• AIM OF THE TASK:
Wherever the word "ListAdapter" turns up in a line of the entries, copy that line.

• Data items:
+ + +

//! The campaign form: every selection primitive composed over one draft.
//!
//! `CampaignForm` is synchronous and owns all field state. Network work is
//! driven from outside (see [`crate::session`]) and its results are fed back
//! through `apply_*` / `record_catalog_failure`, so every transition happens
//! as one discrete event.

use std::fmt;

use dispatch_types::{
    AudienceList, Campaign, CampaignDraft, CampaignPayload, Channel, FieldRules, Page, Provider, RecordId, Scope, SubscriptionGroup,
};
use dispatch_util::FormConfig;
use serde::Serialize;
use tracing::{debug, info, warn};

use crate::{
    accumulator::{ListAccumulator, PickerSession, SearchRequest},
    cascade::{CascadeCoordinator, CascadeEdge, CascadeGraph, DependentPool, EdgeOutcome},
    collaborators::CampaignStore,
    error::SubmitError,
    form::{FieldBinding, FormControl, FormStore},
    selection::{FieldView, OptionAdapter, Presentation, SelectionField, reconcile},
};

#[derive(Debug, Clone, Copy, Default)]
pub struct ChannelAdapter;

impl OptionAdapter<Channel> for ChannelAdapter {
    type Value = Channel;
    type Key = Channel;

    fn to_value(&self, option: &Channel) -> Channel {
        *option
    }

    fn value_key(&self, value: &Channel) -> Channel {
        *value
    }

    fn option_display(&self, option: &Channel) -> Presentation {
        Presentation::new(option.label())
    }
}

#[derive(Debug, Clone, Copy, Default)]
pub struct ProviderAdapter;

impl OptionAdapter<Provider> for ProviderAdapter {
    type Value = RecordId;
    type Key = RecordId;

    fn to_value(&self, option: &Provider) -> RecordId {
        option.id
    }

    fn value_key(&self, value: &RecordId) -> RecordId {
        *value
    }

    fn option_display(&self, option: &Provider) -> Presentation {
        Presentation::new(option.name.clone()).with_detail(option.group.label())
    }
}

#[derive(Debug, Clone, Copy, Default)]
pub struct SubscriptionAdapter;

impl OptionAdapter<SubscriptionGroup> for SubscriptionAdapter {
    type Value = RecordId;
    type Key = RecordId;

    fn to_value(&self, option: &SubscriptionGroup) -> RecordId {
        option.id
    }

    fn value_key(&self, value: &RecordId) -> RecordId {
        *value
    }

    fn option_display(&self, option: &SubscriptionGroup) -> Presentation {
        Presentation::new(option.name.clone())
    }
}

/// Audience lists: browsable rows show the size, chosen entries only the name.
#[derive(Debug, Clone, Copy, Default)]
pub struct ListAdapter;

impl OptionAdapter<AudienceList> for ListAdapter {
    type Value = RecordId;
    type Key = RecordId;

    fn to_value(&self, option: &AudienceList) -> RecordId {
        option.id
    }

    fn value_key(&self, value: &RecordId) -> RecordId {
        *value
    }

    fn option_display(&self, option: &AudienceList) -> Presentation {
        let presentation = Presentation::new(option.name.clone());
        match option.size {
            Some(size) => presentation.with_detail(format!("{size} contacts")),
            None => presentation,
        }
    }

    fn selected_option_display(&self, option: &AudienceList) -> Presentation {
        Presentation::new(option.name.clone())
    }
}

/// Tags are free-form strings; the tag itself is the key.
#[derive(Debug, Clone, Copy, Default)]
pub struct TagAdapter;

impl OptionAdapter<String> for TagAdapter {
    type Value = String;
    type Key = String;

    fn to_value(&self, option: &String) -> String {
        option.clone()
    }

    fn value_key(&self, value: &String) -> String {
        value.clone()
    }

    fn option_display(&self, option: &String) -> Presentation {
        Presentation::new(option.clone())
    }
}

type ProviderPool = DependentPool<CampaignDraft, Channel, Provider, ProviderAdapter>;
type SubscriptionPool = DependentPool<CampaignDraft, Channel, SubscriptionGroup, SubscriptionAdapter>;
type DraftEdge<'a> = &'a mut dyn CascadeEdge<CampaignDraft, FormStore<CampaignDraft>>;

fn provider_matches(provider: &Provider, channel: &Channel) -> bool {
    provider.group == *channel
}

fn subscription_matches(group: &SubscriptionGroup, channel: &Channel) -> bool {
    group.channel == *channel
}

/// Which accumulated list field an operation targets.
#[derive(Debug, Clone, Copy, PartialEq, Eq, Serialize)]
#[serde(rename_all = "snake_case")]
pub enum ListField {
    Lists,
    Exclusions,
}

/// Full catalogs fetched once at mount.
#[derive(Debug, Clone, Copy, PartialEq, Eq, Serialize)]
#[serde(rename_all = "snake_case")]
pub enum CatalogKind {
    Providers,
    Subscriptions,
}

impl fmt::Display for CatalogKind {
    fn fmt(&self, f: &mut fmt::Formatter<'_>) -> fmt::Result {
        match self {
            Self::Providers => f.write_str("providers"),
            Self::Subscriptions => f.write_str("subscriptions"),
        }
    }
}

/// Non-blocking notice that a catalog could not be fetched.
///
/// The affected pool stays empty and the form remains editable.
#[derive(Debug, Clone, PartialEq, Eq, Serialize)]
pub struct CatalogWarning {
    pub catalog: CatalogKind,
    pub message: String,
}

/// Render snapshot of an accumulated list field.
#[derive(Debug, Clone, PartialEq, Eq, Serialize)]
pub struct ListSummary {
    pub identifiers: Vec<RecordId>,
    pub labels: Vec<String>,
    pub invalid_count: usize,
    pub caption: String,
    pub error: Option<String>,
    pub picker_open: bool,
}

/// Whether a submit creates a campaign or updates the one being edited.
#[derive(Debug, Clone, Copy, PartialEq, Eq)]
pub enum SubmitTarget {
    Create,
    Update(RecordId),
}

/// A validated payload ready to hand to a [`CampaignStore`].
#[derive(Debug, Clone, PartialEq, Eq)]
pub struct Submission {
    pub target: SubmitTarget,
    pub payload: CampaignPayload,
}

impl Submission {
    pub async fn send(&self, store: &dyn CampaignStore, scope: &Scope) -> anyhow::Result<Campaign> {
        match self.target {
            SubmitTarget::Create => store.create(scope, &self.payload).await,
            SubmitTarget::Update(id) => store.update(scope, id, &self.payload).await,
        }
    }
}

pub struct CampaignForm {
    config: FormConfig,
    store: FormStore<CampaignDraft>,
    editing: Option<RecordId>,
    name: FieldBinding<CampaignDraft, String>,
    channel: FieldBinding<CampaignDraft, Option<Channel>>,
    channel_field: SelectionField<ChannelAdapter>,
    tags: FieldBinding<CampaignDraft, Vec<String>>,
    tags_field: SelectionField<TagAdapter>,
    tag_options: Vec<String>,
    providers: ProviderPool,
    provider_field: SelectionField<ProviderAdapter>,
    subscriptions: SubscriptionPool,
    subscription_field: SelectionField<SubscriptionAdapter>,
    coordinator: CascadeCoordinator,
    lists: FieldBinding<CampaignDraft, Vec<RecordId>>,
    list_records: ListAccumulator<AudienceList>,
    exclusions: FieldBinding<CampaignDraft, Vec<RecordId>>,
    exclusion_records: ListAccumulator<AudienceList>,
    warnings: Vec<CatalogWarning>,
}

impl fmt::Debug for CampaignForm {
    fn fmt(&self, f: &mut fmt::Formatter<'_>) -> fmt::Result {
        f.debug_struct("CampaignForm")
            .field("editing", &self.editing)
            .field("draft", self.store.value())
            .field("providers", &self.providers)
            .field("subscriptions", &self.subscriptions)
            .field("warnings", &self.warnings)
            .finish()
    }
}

+ + +

• ANSWER TO THE EXERCISE:
pub struct ListAdapter;
impl OptionAdapter<AudienceList> for ListAdapter {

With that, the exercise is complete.